Geoff Bannister gbannister10 at tiscali.co.uk
Sat Oct 29 11:02:49 UTC 2005


No: HPFGUIDX 142274

--- In HPforGrownups at yahoogroups.com, "Steve" <bboyminn at y...> wrote:

expectopatronnie: 
> > I don't understand it that way: IMO when you kill you're ripping 
> > your soul, and not merely damaging it. The ripped pieces  
> > evaporate into thin air, unless you encase them with a horcrux. I 
> > really don't think the actual making of the Horcrux increases the 
> > damage to your soul

bboyminn: 
> To imply that the soul-pieces 'evaporate into thin air' implies that
> they are gone relatively quickly. It's difficult to say how much 
> time it took Tom to create each individual Horcruxes (re: time 
> between murder and creation), but it seems clear that it took him a
> significant amount time to create the original Diary Horcrux.
 
> Also, we must to some extent blend real-life with fictional life. 
> If a person commits murder and that tears his soul, and that soul  
> piece is lost, then from a religious sense, can that murderer never 
> be redeemed? From a Christian perspective, even the worst of us is
> capable of achieving salvation, but how is salvation possible if you
> have lost part of your soul? Again, I know that's not proof, but it 
> is a least an indicator. 
> 
> So far in JKR's Wizard World, we have only one thing that /seems/ to
> destroy the soul, and that is the Dementors. Of course, I can't 
> really say that with absolute certainty. In general though, the  
> soul is eternal.

> While I know I can't offer definitive proof and am equally sure that
> without proof I will never sway your opinion, I am convinced that
> Killing tears the soul, but that torn damaged soul stays with the
> murderer. I do, personally, believe that given substantial amounts 
> of time the soul is capable of repairing itself. While given 
> decades of time and a substantial change of heart, the soul may, to 
> some extent, heal itself, it will always be scarred and damaged by 
> the action of murder. 

Geoff:
I lean towards Steve's position but go further to say that I do not 
buy into the hypothesis that a ripped piece of soul just evaporates 
into thin air.

My view is that it is analogous to the situation in the real world 
with physical injuries. If a person has an accident and, say, breaks 
their back and becomes paralysed, their back is still there.

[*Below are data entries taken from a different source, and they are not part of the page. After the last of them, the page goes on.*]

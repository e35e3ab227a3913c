//! Configuration System
//!
//! Layered runtime configuration for the router: built-in defaults, a global
//! file under the user's config directory, workspace files, then
//! `CONTAINER_ROUTER__*` environment overrides. Tests included.

use crate::logging::LoggingConfig;
use serde::{Deserialize, Serialize};

mod facade;
mod merge;
mod sources;

pub use facade::ConfigLoader;
pub use sources::global_file::global_config_path;

/// Root configuration structure
#[derive(Debug, Clone, Default, Serialize, Deserialize)]
pub struct RouterConfig {
    /// Decision engine settings
    #[serde(default)]
    pub routing: RoutingConfig,

    /// In-flight redirect tracker bounds
    #[serde(default)]
    pub tracker: TrackerConfig,

    /// Logging configuration
    #[serde(default)]
    pub logging: LoggingConfig,
}

/// Decision engine settings
#[derive(Debug, Clone, Serialize, Deserialize)]
pub struct RoutingConfig {
    /// URL schemes that are never routed (browser-internal pages)
    #[serde(default = "default_ignored_schemes")]
    pub ignored_schemes: Vec<String>,
}

fn default_ignored_schemes() -> Vec<String> {
    vec!["about".to_string(), "moz-extension".to_string()]
}

impl Default for RoutingConfig {
    fn default() -> Self {
        Self {
            ignored_schemes: default_ignored_schemes(),
        }
    }
}

/// In-flight tracker bounds
#[derive(Debug, Clone, Serialize, Deserialize)]
pub struct TrackerConfig {
    /// Maximum number of pending entries
    #[serde(default = "default_capacity")]
    pub capacity: usize,

    /// Seconds after which an unconsumed entry is dropped
    #[serde(default = "default_ttl_secs")]
    pub ttl_secs: u64,
}

fn default_capacity() -> usize {
    256
}

fn default_ttl_secs() -> u64 {
    30
}

impl Default for TrackerConfig {
    fn default() -> Self {
        Self {
            capacity: default_capacity(),
            ttl_secs: default_ttl_secs(),
        }
    }
}

/// Configuration validation errors
#[derive(Debug, Clone)]
pub enum ValidationError {
    Routing(String),
    Tracker(String),
    Logging(String),
}

impl std::fmt::Display for ValidationError {
    fn fmt(&self, f: &mut std::fmt::Formatter<'_>) -> std::fmt::Result {
        match self {
            ValidationError::Routing(msg) => write!(f, "Routing: {}", msg),
            ValidationError::Tracker(msg) => write!(f, "Tracker: {}", msg),
            ValidationError::Logging(msg) => write!(f, "Logging: {}", msg),
        }
    }
}

impl std::error::Error for ValidationError {}

fn is_valid_scheme(scheme: &str) -> bool {
    let mut chars = scheme.chars();
    match chars.next() {
        Some(first) if first.is_ascii_alphabetic() => {
            chars.all(|c| c.is_ascii_alphanumeric() || matches!(c, '+' | '-' | '.'))
        }
        _ => false,
    }
}

impl RoutingConfig {
    pub fn validate(&self) -> Result<(), String> {
        for scheme in &self.ignored_schemes {
            if !is_valid_scheme(scheme) {
                return Err(format!("Invalid URL scheme '{}'", scheme));
            }
        }
        Ok(())
    }
}

impl TrackerConfig {
    pub fn validate(&self) -> Result<(), String> {
        if self.capacity == 0 {
            return Err("capacity must be greater than zero".to_string());
        }
        if self.ttl_secs == 0 {
            return Err("ttl_secs must be greater than zero".to_string());
        }
        Ok(())
    }
}

impl RouterConfig {
    /// Validate the entire configuration
    pub fn validate(&self) -> Result<(), Vec<ValidationError>> {
        let mut errors = Vec::new();

        if let Err(e) = self.routing.validate() {
            errors.push(ValidationError::Routing(e));
        }
        if let Err(e) = self.tracker.validate() {
            errors.push(ValidationError::Tracker(e));
        }
        if let Err(e) = self.logging.validate() {
            errors.push(ValidationError::Logging(e));
        }

        if errors.is_empty() {
            Ok(())
        } else {
            Err(errors)
        }
    }
}
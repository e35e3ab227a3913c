//! Config loading facade: assembles sources in precedence order and deserializes.

use super::merge::merge_policy;
use super::sources::{env_vars, global_file, workspace_file};
use super::RouterConfig;
use crate::error::RouterError;
use config::File;
use std::path::Path;
use tracing::debug;

pub struct ConfigLoader;

impl ConfigLoader {
    /// Load configuration for a workspace.
    ///
    /// Precedence (lowest to highest): defaults, global file, workspace
    /// `config/config.toml`, workspace `config/{env}.toml`, environment.
    pub fn load(workspace_root: &Path) -> Result<RouterConfig, RouterError> {
        let builder = merge_policy::builder_with_defaults()?;
        let builder = global_file::add_to_builder(builder)?;
        let builder = workspace_file::add_to_builder(builder, workspace_root)?;
        let builder = env_vars::add_to_builder(builder);

        let config: RouterConfig = builder.build()?.try_deserialize()?;
        debug!(
            workspace = %workspace_root.display(),
            ignored_schemes = ?config.routing.ignored_schemes,
            tracker_capacity = config.tracker.capacity,
            "Loaded router configuration"
        );
        Ok(config)
    }

    /// Load configuration from a single file on top of the defaults
    pub fn load_from_file(path: &Path) -> Result<RouterConfig, RouterError> {
        if !path.exists() {
            return Err(RouterError::ConfigError(format!(
                "Config file not found: {}",
                path.display()
            )));
        }
        let config = merge_policy::builder_with_defaults()?
            .add_source(File::from(path))
            .build()?
            .try_deserialize()?;
        Ok(config)
    }
}
//! In-memory collaborators
//!
//! A small simulated browser: host rules keyed by exact host, a preference map,
//! a fixed identity list and a tab strip. Every collaborator counts its calls and
//! can be switched into a failing state so the fail-open and fail-safe paths can
//! be exercised.

use crate::collaborators::{
    DefaultContainerResolver, IdentityRegistry, PolicyStore, PreferenceStore, TabState,
};
use crate::error::RouterError;
use crate::preferences::{DefaultContainerPreferences, PreferenceValue, Preferences};
use crate::types::{
    CookieStoreId, CreateTabOptions, HostPolicyEntry, Identity, TabId, TabSnapshot,
    UpdateTabOptions,
};
use async_trait::async_trait;
use parking_lot::{Mutex, RwLock};
use std::collections::{BTreeMap, HashMap, HashSet};
use std::sync::atomic::{AtomicI64, AtomicUsize, Ordering};
use tracing::trace;
use url::Url;

/// Call counter plus an optional injected failure
#[derive(Debug, Default)]
struct Probe {
    calls: AtomicUsize,
    failure: Mutex<Option<String>>,
}

impl Probe {
    fn enter(&self, collaborator: &'static str) -> Result<(), RouterError> {
        self.calls.fetch_add(1, Ordering::SeqCst);
        match self.failure.lock().as_ref() {
            Some(reason) => Err(RouterError::lookup(collaborator, reason.clone())),
            None => Ok(()),
        }
    }

    fn calls(&self) -> usize {
        self.calls.load(Ordering::SeqCst)
    }

    fn set_failure(&self, reason: Option<String>) {
        *self.failure.lock() = reason;
    }
}

/// Lower-cased host of `url`, if it has one
pub fn host_of(url: &str) -> Result<Option<String>, RouterError> {
    let parsed = Url::parse(url).map_err(|e| RouterError::InvalidUrl(format!("{}: {}", url, e)))?;
    Ok(parsed.host_str().map(|host| host.to_ascii_lowercase()))
}

/// Host rules matched by exact host name
#[derive(Debug, Default)]
pub struct MemoryPolicyStore {
    rules: RwLock<HashMap<String, HostPolicyEntry>>,
    probe: Probe,
}

impl MemoryPolicyStore {
    pub fn new() -> Self {
        Self::default()
    }

    pub fn insert(&self, host: &str, cookie_store_id: impl Into<CookieStoreId>) {
        self.rules.write().insert(
            host.to_ascii_lowercase(),
            HostPolicyEntry {
                cookie_store_id: cookie_store_id.into(),
            },
        );
    }

    pub fn calls(&self) -> usize {
        self.probe.calls()
    }

    pub fn fail_with(&self, reason: impl Into<String>) {
        self.probe.set_failure(Some(reason.into()));
    }
}

#[async_trait]
impl PolicyStore for MemoryPolicyStore {
    async fn get(&self, url: &str) -> Result<Option<HostPolicyEntry>, RouterError> {
        self.probe.enter("policy store")?;
        let Some(host) = host_of(url)? else {
            return Ok(None);
        };
        let entry = self.rules.read().get(&host).cloned();
        trace!(host = %host, matched = entry.is_some(), "Host rule lookup");
        Ok(entry)
    }
}

/// Preference map with per-key failure injection for single reads
#[derive(Debug, Default)]
pub struct MemoryPreferenceStore {
    values: RwLock<Preferences>,
    failing_keys: Mutex<HashSet<String>>,
    probe: Probe,
}

impl MemoryPreferenceStore {
    pub fn new(values: Preferences) -> Self {
        Self {
            values: RwLock::new(values),
            ..Self::default()
        }
    }

    pub fn set(&self, key: &str, value: serde_json::Value) {
        self.values.write().set(key, value);
    }

    pub fn calls(&self) -> usize {
        self.probe.calls()
    }

    /// Make `get_all` fail
    pub fn fail_with(&self, reason: impl Into<String>) {
        self.probe.set_failure(Some(reason.into()));
    }

    /// Make single-key reads of `key` fail
    pub fn fail_key(&self, key: &str) {
        self.failing_keys.lock().insert(key.to_string());
    }
}

#[async_trait]
impl PreferenceStore for MemoryPreferenceStore {
    async fn get_all(&self, include_defaults: bool) -> Result<Preferences, RouterError> {
        self.probe.enter("preference store")?;
        let values = self.values.read();
        Ok(if include_defaults {
            values.with_defaults()
        } else {
            values.clone()
        })
    }

    async fn get(&self, key: &str) -> Result<PreferenceValue, RouterError> {
        if self.failing_keys.lock().contains(key) {
            return Err(RouterError::lookup(
                "preference store",
                format!("read of '{}' failed", key),
            ));
        }
        Ok(PreferenceValue {
            value: self.values.read().get(key).cloned(),
        })
    }
}

/// Fixed identity list that always contains the no-container identity
#[derive(Debug, Default)]
pub struct MemoryIdentityRegistry {
    identities: Vec<Identity>,
    probe: Probe,
}

impl MemoryIdentityRegistry {
    pub fn new(identities: impl IntoIterator<Item = Identity>) -> Self {
        let mut all: Vec<Identity> = identities.into_iter().collect();
        if !all.iter().any(Identity::is_no_container) {
            all.insert(0, Identity::no_container());
        }
        Self {
            identities: all,
            probe: Probe::default(),
        }
    }

    pub fn calls(&self) -> usize {
        self.probe.calls()
    }

    pub fn fail_with(&self, reason: impl Into<String>) {
        self.probe.set_failure(Some(reason.into()));
    }
}

#[async_trait]
impl IdentityRegistry for MemoryIdentityRegistry {
    async fn get_all(&self) -> Result<Vec<Identity>, RouterError> {
        self.probe.enter("identity registry")?;
        Ok(self.identities.clone())
    }
}

/// Mutation recorded by [`MemoryTabs`]
#[derive(Debug, Clone, PartialEq, Eq)]
pub enum TabOperation {
    Created(CreateTabOptions, TabId),
    Updated(TabId, UpdateTabOptions),
    Removed(TabId),
}

/// A single-window tab strip
///
/// Mirrors the browser's behavior of placing a tab created with an opener but no
/// explicit container into the opener's container.
#[derive(Debug)]
pub struct MemoryTabs {
    tabs: RwLock<BTreeMap<TabId, TabSnapshot>>,
    operations: Mutex<Vec<TabOperation>>,
    next_id: AtomicI64,
    probe: Probe,
}

impl MemoryTabs {
    pub fn new(tabs: impl IntoIterator<Item = TabSnapshot>) -> Self {
        let tabs: BTreeMap<TabId, TabSnapshot> =
            tabs.into_iter().map(|tab| (tab.id, tab)).collect();
        let next_id = tabs.keys().map(|id| id.0 + 1).max().unwrap_or(1).max(1);
        Self {
            tabs: RwLock::new(tabs),
            operations: Mutex::new(Vec::new()),
            next_id: AtomicI64::new(next_id),
            probe: Probe::default(),
        }
    }

    /// Snapshot of every open tab, ordered by strip index
    pub fn all(&self) -> Vec<TabSnapshot> {
        let mut tabs: Vec<TabSnapshot> = self.tabs.read().values().cloned().collect();
        tabs.sort_by_key(|tab| tab.index);
        tabs
    }

    pub fn snapshot(&self, tab_id: TabId) -> Option<TabSnapshot> {
        self.tabs.read().get(&tab_id).cloned()
    }

    pub fn operations(&self) -> Vec<TabOperation> {
        self.operations.lock().clone()
    }

    pub fn removed(&self) -> Vec<TabId> {
        self.operations
            .lock()
            .iter()
            .filter_map(|op| match op {
                TabOperation::Removed(id) => Some(*id),
                _ => None,
            })
            .collect()
    }

    pub fn created(&self) -> Vec<(CreateTabOptions, TabId)> {
        self.operations
            .lock()
            .iter()
            .filter_map(|op| match op {
                TabOperation::Created(options, id) => Some((options.clone(), *id)),
                _ => None,
            })
            .collect()
    }

    /// Number of `get` calls served
    pub fn calls(&self) -> usize {
        self.probe.calls()
    }

    /// Make `get` fail
    pub fn fail_with(&self, reason: impl Into<String>) {
        self.probe.set_failure(Some(reason.into()));
    }
}

#[async_trait]
impl TabState for MemoryTabs {
    async fn get(&self, tab_id: TabId) -> Result<TabSnapshot, RouterError> {
        self.probe.enter("tab state")?;
        self.snapshot(tab_id).ok_or(RouterError::TabNotFound(tab_id))
    }

    async fn create(&self, options: CreateTabOptions) -> Result<TabSnapshot, RouterError> {
        let mut tabs = self.tabs.write();

        let cookie_store_id = match (&options.cookie_store_id, options.opener_tab_id) {
            (Some(id), _) => id.clone(),
            (None, Some(opener)) => tabs
                .get(&opener)
                .map(|tab| tab.cookie_store_id.clone())
                .unwrap_or_else(CookieStoreId::no_container),
            (None, None) => CookieStoreId::no_container(),
        };

        let index = options.index.min(tabs.len() as u32);
        for tab in tabs.values_mut() {
            if tab.index >= index {
                tab.index = tab.index.saturating_add(1);
            }
        }

        let id = TabId(self.next_id.fetch_add(1, Ordering::SeqCst));
        let created = TabSnapshot {
            id,
            index,
            active: options.active,
            incognito: false,
            opener_tab_id: options.opener_tab_id,
            cookie_store_id,
            url: Some(options.url.clone()),
        };
        tabs.insert(id, created.clone());
        self.operations
            .lock()
            .push(TabOperation::Created(options, id));
        Ok(created)
    }

    async fn update(&self, tab_id: TabId, options: UpdateTabOptions) -> Result<(), RouterError> {
        let mut tabs = self.tabs.write();
        let tab = tabs
            .get_mut(&tab_id)
            .ok_or(RouterError::TabNotFound(tab_id))?;
        if let Some(opener) = options.opener_tab_id {
            tab.opener_tab_id = Some(opener);
        }
        self.operations
            .lock()
            .push(TabOperation::Updated(tab_id, options));
        Ok(())
    }

    async fn remove(&self, tab_id: TabId) -> Result<(), RouterError> {
        let mut tabs = self.tabs.write();
        let removed = tabs
            .remove(&tab_id)
            .ok_or(RouterError::TabNotFound(tab_id))?;
        for tab in tabs.values_mut() {
            if tab.index > removed.index {
                tab.index -= 1;
            }
        }
        self.operations.lock().push(TabOperation::Removed(tab_id));
        Ok(())
    }
}

pub const KEY_DEFAULT_COOKIE_STORE_ID: &str = "defaultContainer.cookieStoreId";
pub const KEY_DEFAULT_CONTAINER_NAME: &str = "defaultContainer.containerName";

/// Resolves the default container from `defaultContainer.cookieStoreId`
///
/// Never creates containers; falls back to no container when unset.
#[derive(Debug, Default)]
pub struct StaticDefaultResolver {
    probe: Probe,
}

impl StaticDefaultResolver {
    pub fn new() -> Self {
        Self::default()
    }

    pub fn calls(&self) -> usize {
        self.probe.calls()
    }

    pub fn fail_with(&self, reason: impl Into<String>) {
        self.probe.set_failure(Some(reason.into()));
    }
}

#[async_trait]
impl DefaultContainerResolver for StaticDefaultResolver {
    async fn build(
        &self,
        preferences: &DefaultContainerPreferences,
        _url: &str,
    ) -> Result<Identity, RouterError> {
        self.probe.enter("default container resolver")?;
        let Some(id) = preferences.get_str(KEY_DEFAULT_COOKIE_STORE_ID) else {
            return Ok(Identity::no_container());
        };
        let name = preferences
            .get_str(KEY_DEFAULT_CONTAINER_NAME)
            .unwrap_or(id)
            .to_string();
        Ok(Identity::new(id, name))
    }
}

It is 
not able to function properly but is still a part of them. If, on the 
other hand, as a result of an accident, they have a leg amputated, 
the leg is no longer part of them.

The parallel with the wizarding world soul if that, if a soul is 
ripped because its "owner" has committed murder, then the soul piece 
is no longer functioning as an integral part of the person's soul but 
is still there. If the person then goes so far as to encase the soul 
piece in a Horcrux, it is the parallel of amputation. The soul piece 
is no longer part of them; no longer available to them.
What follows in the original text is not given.